Receptor Binding, Endocytosis, and Mitogenesis of Insulin‐Like Growth Factors I and II in Fetal Rat Brain Neurons

Cell surface binding, internalization, and biological effects of insulin‐like growth factors (IGFs) I and II have been studied in primary neuronal cultures from developing rat brain (embryonic day 15). Two types of IGF binding sites are present on the cell surface. The IGF‐I receptor α‐subunit (M r 125,000) binds IGF‐I with a K D of 1 n M and IGF‐II with 10 times lower affinity. The mannose‐6‐phosphate (Man‐6‐P)/IGF‐II receptor (M r 250,000) binds IGF‐II with a K D of 0.5 n M and IGF‐I with 100 times lower affinity. Surface‐bound IGF‐I and IGF‐II are internalized by their respective receptors and degraded to amino acids.
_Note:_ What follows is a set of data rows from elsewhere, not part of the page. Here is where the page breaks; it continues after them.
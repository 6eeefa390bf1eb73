//! SQLite application and API key store

use async_trait::async_trait;
use chrono::{DateTime, Utc};
use sqlx::SqlitePool;
use tracing::{debug, info, instrument};

use application::error::ApplicationError;
use application::ports::ApplicationStore;
use domain::{ApiKey, AppId, Application};

use super::error::map_sqlx_error;

/// Row type for application queries
#[derive(sqlx::FromRow)]
struct ApplicationRow {
    id: String,
    name: String,
    active: i64,
    created_at: String,
}

impl ApplicationRow {
    fn into_application(self) -> Application {
        Application {
            id: AppId::parse(&self.id).unwrap_or_else(|_| AppId::from_uuid(uuid::Uuid::nil())),
            name: self.name,
            active: self.active != 0,
            created_at: parse_datetime(&self.created_at),
        }
    }
}

/// Application store backed by SQLite (via sqlx)
#[derive(Clone)]
pub struct SqliteApplicationStore {
    pool: SqlitePool,
}

impl std::fmt::Debug for SqliteApplicationStore {
    fn fmt(&self, f: &mut std::fmt::Formatter<'_>) -> std::fmt::Result {
        f.debug_struct("SqliteApplicationStore")
            .finish_non_exhaustive()
    }
}

impl SqliteApplicationStore {
    /// Create a new application store over the shared pool
    #[must_use]
    pub const fn new(pool: SqlitePool) -> Self {
        Self { pool }
    }
}

#[async_trait]
impl ApplicationStore for SqliteApplicationStore {
    #[instrument(skip(self))]
    async fn create(&self, name: &str) -> Result<(Application, ApiKey), ApplicationError> {
        let app = Application::new(name);
        let key = ApiKey::generate(app.id);

        let mut tx = self.pool.begin().await.map_err(map_sqlx_error)?;
        sqlx::query("INSERT INTO applications (id, name, active, created_at) VALUES ($1, $2, $3, $4)")
            .bind(app.id.to_string())
            .bind(&app.name)
            .bind(i64::from(app.active))
            .bind(app.created_at.to_rfc3339())
            .execute(&mut *tx)
            .await
            .map_err(map_sqlx_error)?;
        sqlx::query(
            "INSERT INTO api_keys (id, app_id, value, active, created_at) VALUES ($1, $2, $3, $4, $5)",
        )
        .bind(key.id.to_string())
        .bind(key.app_id.to_string())
        .bind(&key.value)
        .bind(i64::from(key.active))
        .bind(key.created_at.to_rfc3339())
        .execute(&mut *tx)
        .await
        .map_err(map_sqlx_error)?;
        tx.commit().await.map_err(map_sqlx_error)?;

        info!(app_id = %app.id, name = %app.name, "application created");
        Ok((app, key))
    }

    async fn get(&self, id: AppId) -> Result<Option<Application>, ApplicationError> {
        let row: Option<ApplicationRow> =
            sqlx::query_as("SELECT id, name, active, created_at FROM applications WHERE id = $1")
                .bind(id.to_string())
                .fetch_optional(&self.pool)
                .await
                .map_err(map_sqlx_error)?;
        Ok(row.map(ApplicationRow::into_application))
    }

    async fn find_by_name(&self, name: &str) -> Result<Option<Application>, ApplicationError> {
        let row: Option<ApplicationRow> =
            sqlx::query_as("SELECT id, name, active, created_at FROM applications WHERE name = $1")
                .bind(name)
                .fetch_optional(&self.pool)
                .await
                .map_err(map_sqlx_error)?;
        Ok(row.map(ApplicationRow::into_application))
    }

    async fn lookup_by_key(
        &self,
        key_value: &str,
    ) -> Result<Option<Application>, ApplicationError> {
        let row: Option<ApplicationRow> = sqlx::query_as(
            "SELECT a.id, a.name, a.active, a.created_at
             FROM applications a
             JOIN api_keys k ON k.app_id = a.id
             WHERE k.value = $1 AND k.active = 1 AND a.active = 1",
        )
        .bind(key_value)
        .fetch_optional(&self.pool)
        .await
        .map_err(map_sqlx_error)?;
        if row.is_none() {
            debug!("API key did not resolve to an active application");
        }
        Ok(row.map(ApplicationRow::into_application))
    }

    async fn active_key_values(&self, app_id: AppId) -> Result<Vec<String>, ApplicationError> {
        let values: Vec<String> =
            sqlx::query_scalar("SELECT value FROM api_keys WHERE app_id = $1 AND active = 1")
                .bind(app_id.to_string())
                .fetch_all(&self.pool)
                .await
                .map_err(map_sqlx_error)?;
        Ok(values)
    }
}

/// Parse ISO8601 datetime string
fn parse_datetime(s: &str) -> DateTime<Utc> {
    DateTime::parse_from_rfc3339(s).map_or_else(|_| Utc::now(), |dt| dt.with_timezone(&Utc))
}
Man‐6‐P increases the receptor binding and internalization of IGF‐II but not those of IGF‐I. Neuronal synthesis of RNA and DNA is increased twofold by IGF‐I with 10 times higher potency than IGF‐II. Antibody 3637, which blocks receptor binding of IGF‐II, has no effect on the DNA response to IGF‐I or IGF‐II. Double immunocytochemical staining with antibodies to bromodeoxyuridine and neurofilament shows that >80% of the bromodeoxyuridine‐positive cells become neurofilament positive. It is concluded that IGF‐I and IGF‐II bind to two receptors on the surface of neuronal precursor cells that mediate endocytosis and degradation of IGF‐I and IGF‐II. Proliferation of neuronal precursor cells is stimulated by IGF‐I and IGF‐II via activation of the IGF‐I receptor.